2015-05-27 EDIT: Some great discussion in the comments, and based on that I added some info at the end. So if you’re doing the TL;DR thing, don’t skip the very end.
2015-06-03 EDIT: looks like earlier in May Oracle published a brief doc based on my ticket: High “Latch Free” Waits with Contention on ‘Result Cache: RC Latch’ when RESULT_CACHE_MODE = MANUAL on Oracle 12c (Doc ID 2002089.1) (had discussed with engineer).
Recently migrated Peoplesoft Campus Solutions database from 126.96.36.199 Solaris non-RAC non-ASM to 188.8.131.52 Linux ASM RAC (yes really, all at once). This is a mixed workload database, OLTP and Peoplesoft batch jobs. Seeing a lot of “latch free” waits during job runs and more than you would expect even during low times when no jobs are running. This is odd, usually there is something after “latch free: ???” since 10g and also we have never seen latching issues before on 11g with the same workload. It is also clear that it is having a significant performance impact because certain jobs are taking many times longer to run when these waits are high. The jobs (like many delivered peoplesoft jobs) cause a fair amount of blocking which is acceptable to the business side when they last 11 minutes but not when they last an hour — so much blocking occurs with the job having latch free waits at the root that eventually there are multiple-participant deadlocks and the job fails. And of course regular users are being blocked for a long time so web usage is heavily impacted.

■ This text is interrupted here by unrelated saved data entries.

//! Error types for quantity arithmetic.

use thiserror::Error;

/// Failure modes of quantity arithmetic and conversion.
///
/// Operations never retry, clamp, or wrap: every failure is surfaced here
/// synchronously and the caller decides how to recover. Cross-dimension
/// arithmetic has no variant because it is rejected at compile time by the
/// dimension type parameter.
#[derive(Clone, Copy, Debug, PartialEq, Eq, Error)]
pub enum ArithmeticError {
    /// An operation exceeded the bounded range of its representation after
    /// every scale-resolution attempt was exhausted.
    #[error("arithmetic overflow in bounded representation")]
    Overflow,

    /// A conversion produced a value the target representation cannot hold,
    /// such as a yotta-scaled magnitude narrowed into 16 bits or a
    /// non-finite float carried into exact decimal.
    #[error("value not representable in the target representation")]
    Unrepresentable,

    /// Integer or decimal division by zero. Float division follows IEEE-754
    /// and produces infinities instead.
    #[error("division by zero")]
    DivisionByZero,
}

AWR showed that the latch free wait was actually 100% “Result Cache: RC Latch.”
> select name, gets, misses, sleeps, immediate_gets, wait_time/1000 wait_time_ms
where name like 'Result Cache%'
NAME GETS MISSES SLEEPS IMMEDIATE_GETS WAIT_TIME_MS
------------------------------ ---------- ---------- ---------- -------------- ------------
Result Cache: RC Latch 97101269 1106885 995211 0 128375216
Result Cache: SO Latch 124798 15 0 0 0
Result Cache: MB Latch 93 0 0 0 0
That’s ugly. Ok, so we’re having problems latching on the result cache. The question is, why are we using the result cache at all?
> show parameter result
NAME TYPE VALUE
------------------------------------ --------------------------------- ------------------------------
client_result_cache_lag big integer 3000
client_result_cache_size big integer 0
result_cache_max_result integer 5
result_cache_max_size big integer 330304K
result_cache_mode string MANUAL
result_cache_remote_expiration integer 0
result_cache_mode is set to MANUAL so (according to 12c docs) only the results from queries that use the RESULT_CACHE hint should be stored in the result cache.
I verified that none of the user or job queries were using the result_cache hint. A search of gv$sql looking for ‘%result_cache%’ in sql_text was illuminating — 400K (fluctuates) sql statements that contained the result_cache hint. They turned out to all be from dynamic sampling/statistics, as can be determined by the presence of the DS_SVC hint — here’s an example:
SELECT /* DS_SVC */ /*+ dynamic_sampling(0) no_sql_tune no_monitoring optimizer_features_enable(default) no_parallel result_cache(snapshot=3600) */ SUM(C1) FROM (SELECT /*+ qb_name("innerQuery") NO_INDEX_FFS( "PS_SSR_TSRSLT_STAT") */ 1 AS C1 FROM "PS_SSR_TSRSLT_STAT" SAMPLE BLOCK(1.37542, 8) SEED(1
) "PS_SSR_TSRSLT_STAT" WHERE ("PS_SSR_TSRSLT_STAT"."REPORT_REQUEST_NBR"='003125267') AND ("PS_SSR_TSRSLT_STAT"."STRM"='1137') AND ("PS_SSR_TSRSLT_STAT"."REQUEST_SEQ_NBR"=1) AND ("PS_SSR_TSRSLT_STAT"."REPORT_NUMBER"=1)) innerQuery
There were ZERO queries in gv$sql that used the result_cache hint and were NOT from dynamic sampling.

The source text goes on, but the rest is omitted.